- _Instructions to follow_
The answer must consist solely of the line containing "(Some(token), Some(at)) =>" and every line after it in the records below, through the last, each reproduced exactly.

- _Stored data entries_
use chrono::{DateTime, Duration, TimeZone, Utc};
use serde::{Deserialize, Serialize};
use thiserror::Error;

use super::error::AuthError;
use super::store::{
    CredentialStore, ACCESS_TOKEN_KEY, REFRESH_TOKEN_KEY, TOKEN_EXPIRY_KEY,
};

/// Body returned by the token endpoint for both grant types.
#[derive(Debug, Clone, Serialize, Deserialize, PartialEq)]
pub struct TokenResponse {
    pub access_token: String,
    /// Omitted by the provider when a refresh keeps the old refresh token.
    #[serde(default)]
    pub refresh_token: Option<String>,
    pub expires_in: i64,
    #[serde(default)]
    pub token_type: String,
    #[serde(default)]
    pub scope: String,
}

/// A 2xx token response that cannot become a credential.
#[derive(Debug, Clone, Error, PartialEq, Eq)]
pub enum InvalidTokenResponse {
    #[error("token response carried no refresh token")]
    MissingRefreshToken,

    #[error("token lifetime out of range: {0}s")]
    LifetimeOutOfRange(i64),
}

#[derive(Debug, Clone, PartialEq, Eq)]
pub struct Credential {
    pub access_token: String,
    pub refresh_token: String,
    pub expires_at: DateTime<Utc>,
}

impl Credential {
    /// Build a credential from a token response issued at `issued_at`.
    ///
    /// `previous_refresh` is used when the response carries no refresh token.
    /// A negative lifetime, or one that overflows the calendar, is rejected.
    pub fn from_response(
        response: &TokenResponse,
        issued_at: DateTime<Utc>,
        previous_refresh: Option<&str>,
    ) -> Result<Self, InvalidTokenResponse> {
        let refresh_token = response
            .refresh_token
            .as_deref()
            .filter(|t| !t.is_empty())
            .or(previous_refresh)
            .ok_or(InvalidTokenResponse::MissingRefreshToken)?
            .to_string();

        let expires_at = Some(response.expires_in)
            .filter(|secs| *secs >= 0)
            .and_then(Duration::try_seconds)
            .and_then(|lifetime| issued_at.checked_add_signed(lifetime))
            .ok_or(InvalidTokenResponse::LifetimeOutOfRange(response.expires_in))?;

        Ok(Self {
            access_token: response.access_token.clone(),
            refresh_token,
            expires_at,
        })
    }

    /// A token counts as expired once `now` enters the buffer window before
    /// the real expiry.
    pub fn is_expired_at(&self, now: DateTime<Utc>, buffer: Duration) -> bool {
        is_expired(self.expires_at, now, buffer)
    }

    pub(crate) fn load(store: &dyn CredentialStore) -> Result<Option<Self>, AuthError> {
        let refresh_token = match store.get(REFRESH_TOKEN_KEY)? {
            Some(token) => token,
            None => return Ok(None),
        };
        let access_token = store.get(ACCESS_TOKEN_KEY)?;
        let expires_at = store
            .get(TOKEN_EXPIRY_KEY)?
            .and_then(|raw| raw.parse::<i64>().ok())
            .and_then(|millis| Utc.timestamp_millis_opt(millis).single());

        // An access token without a readable expiry is unusable; keep the
        // refresh token and let the caller refresh.
        let (access_token, expires_at) = match (access_token, expires_at) {
            (Some(token), Some(at)) => (token, at),
            _ => (String::new(), DateTime::<Utc>::UNIX_EPOCH),
        };

        Ok(Some(Self {
            access_token,
            refresh_token,
            expires_at,
        }))
    }

    pub(crate) fn save(&self, store: &dyn CredentialStore) -> Result<(), AuthError> {
        store.set(
            TOKEN_EXPIRY_KEY,
            &self.expires_at.timestamp_millis().to_string(),
        )?;
        store.set(ACCESS_TOKEN_KEY, &self.access_token)?;
        store.set(REFRESH_TOKEN_KEY, &self.refresh_token)?;
        Ok(())
    }
}

pub fn is_expired(expires_at: DateTime<Utc>, now: DateTime<Utc>, buffer: Duration) -> bool {
    now >= expires_at - buffer
}
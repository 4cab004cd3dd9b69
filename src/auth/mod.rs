//! OAuth2 authorization-code + PKCE session handling.

pub mod credential;
pub mod error;
pub mod pkce;
pub mod session;
pub mod store;
pub mod token_endpoint;

pub use credential::{is_expired, Credential, InvalidTokenResponse, TokenResponse};
pub use error::AuthError;
pub use session::{CallbackParams, SessionManager, SessionState};
pub use store::{CredentialStore, FileStore, MemoryStore, StoreError};
pub use token_endpoint::{HttpTokenEndpoint, TokenEndpoint, TokenEndpointError, TokenRequest};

- _Output for this task_
            (Some(token), Some(at)) => (token, at),
            _ => (String::new(), DateTime::<Utc>::UNIX_EPOCH),
        };

        Ok(Some(Self {
            access_token,
            refresh_token,
            expires_at,
        }))
    }

    pub(crate) fn save(&self, store: &dyn CredentialStore) -> Result<(), AuthError> {
        store.set(
            TOKEN_EXPIRY_KEY,
            &self.expires_at.timestamp_millis().to_string(),
        )?;
        store.set(ACCESS_TOKEN_KEY, &self.access_token)?;
        store.set(REFRESH_TOKEN_KEY, &self.refresh_token)?;
        Ok(())
    }
}

pub fn is_expired(expires_at: DateTime<Utc>, now: DateTime<Utc>, buffer: Duration) -> bool {
    now >= expires_at - buffer
}
repository 4cab004cd3dd9b69
filename src/auth/mod.rs
//! OAuth2 authorization-code + PKCE session handling.

pub mod credential;
pub mod error;
pub mod pkce;
pub mod session;
pub mod store;
pub mod token_endpoint;

pub use credential::{is_expired, Credential, InvalidTokenResponse, TokenResponse};
pub use error::AuthError;
pub use session::{CallbackParams, SessionManager, SessionState};
pub use store::{CredentialStore, FileStore, MemoryStore, StoreError};
pub use token_endpoint::{HttpTokenEndpoint, TokenEndpoint, TokenEndpointError, TokenRequest};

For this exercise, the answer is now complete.